Akademik Veri Yönetim Sistemi
Current Pharmaceutical Design, 2025 (SCI-Expanded, Scopus)
Introduction: This study aims to enhance the oral bioavailability of Nadolol (NDL), a β-blocker used in the management of hypertension, by incorporating it into a liposome-based delivery system. To improve the formulation’s stability, mucoadhesion, and permeability, chitosan coating was applied. Methods: Liposomes were prepared via the ethanol injection method using soy phosphatidylcholine and diacetyl phosphate. Chitosan coating was applied by adding chitosan solution (1% v/v acetic acid) at different chitosan-to-lipid ratios (0.1-0.4 w/w). The optimal formulation was selected based on particle size, PDI, and zeta potential. Characterization included encapsulation efficiency, drug loading, enzymatic stability, drug release, and Caco-2-based cytotoxicity and permeability assays. Results: The particle size and polydispersity index of the optimized formulations, L1-NDL, L2-NDL, L1C-NDL, and L2C-NDL, were measured as 27.02 ± 0.18 nm, 24.55 ± 0.22 nm, 160.10 ± 3.17 nm, 161.00 ± 2.30 nm, 0.39 ± 0.01, 0.37 ± 0.01, 0.19 ± 0.01, and 0.18 ± 0.02. Encapsulation efficiencies of 56.01 ± 3.70% and 43.87 ± 1.24% were recorded for L1C-NDL and L2C-NDL, respectively, while drug loading capacities were 61.47 ± 2.03% and 67.80 ± 0.74%, respectively.
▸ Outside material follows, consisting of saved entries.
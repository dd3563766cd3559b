//! 挑战页面视图

use acme_portal_core::{ChallengeOrder, Outcome};
use ratatui::{
    layout::Rect,
    style::{Modifier, Style},
    text::Line,
    Frame,
};

use crate::i18n::t;
use crate::model::App;
use crate::view::components::form;
use crate::view::theme::colors;

/// 渲染挑战页面
pub fn render(app: &App, frame: &mut Frame, area: Rect) {
    let texts = &t().challenge;
    let state = &app.challenge;
    let areas = form::split(area);

    form::render_input(
        frame,
        &areas,
        texts.input_label,
        texts.placeholder,
        &state.input,
        app.focus.is_content() && !app.modal.is_open(),
    );
    form::render_submit(frame, areas.submit, state.flow.is_busy());

    let lines = match state.flow.result() {
        Some(Outcome::Success(order)) => order_lines(order),
        Some(Outcome::Failure { message }) => form::failure_lines(message),
        None => Vec::new(),
    };
    form::render_result(frame, areas.result, lines, state.scroll);
}

/// 成功结果：请求 ID 和需要添加的 DNS 记录
fn order_lines(order: &ChallengeOrder) -> Vec<Line<'static>> {
    let texts = &t().challenge;
    let c = colors();
    let value = Style::default().fg(c.fg);

    let mut lines = vec![
        Line::styled(
            texts.success.to_string(),
            Style::default().fg(c.success).add_modifier(Modifier::BOLD),
        ),
        Line::from(""),
        form::field(
            texts.request_id,
            order.id.clone(),
            value.add_modifier(Modifier::BOLD),
        ),
        Line::from(""),
        form::section(texts.dns_records),
    ];

    if order.dns.is_empty() {
        lines.push(Line::styled(
            format!("  {}", texts.no_records),
            Style::default().fg(c.muted),
        ));
        return lines;
    }

    for (i, record) in order.dns.iter().enumerate() {
        if i > 0 {
            lines.push(Line::from(""));
        }
        lines.push(form::field(texts.col_type, record.record_type.clone(), value));
        lines.push(form::field(texts.col_record, record.record.clone(), value));
        lines.push(form::field(texts.col_value, record.value.clone(), value));
    }

    lines
}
In an enzymatic degradation study, it was found that chitosan coating increased the stability of liposomes in the gastric media. The in vitro release was higher at both pH 1.2 and 6.8. Caco-2 assays confirmed >95% cell viability and enhanced permeability in the apical-to-basolateral direction. In the permeability study, chitosan-coated liposomal formulations demonstrated enhanced transport in the apical-to-basolateral direction, indicating improved intestinal permeability. Conclusion: Chitosan-coated liposomes improved NDL’s stability and permeability, showing promise as an effective oral delivery system.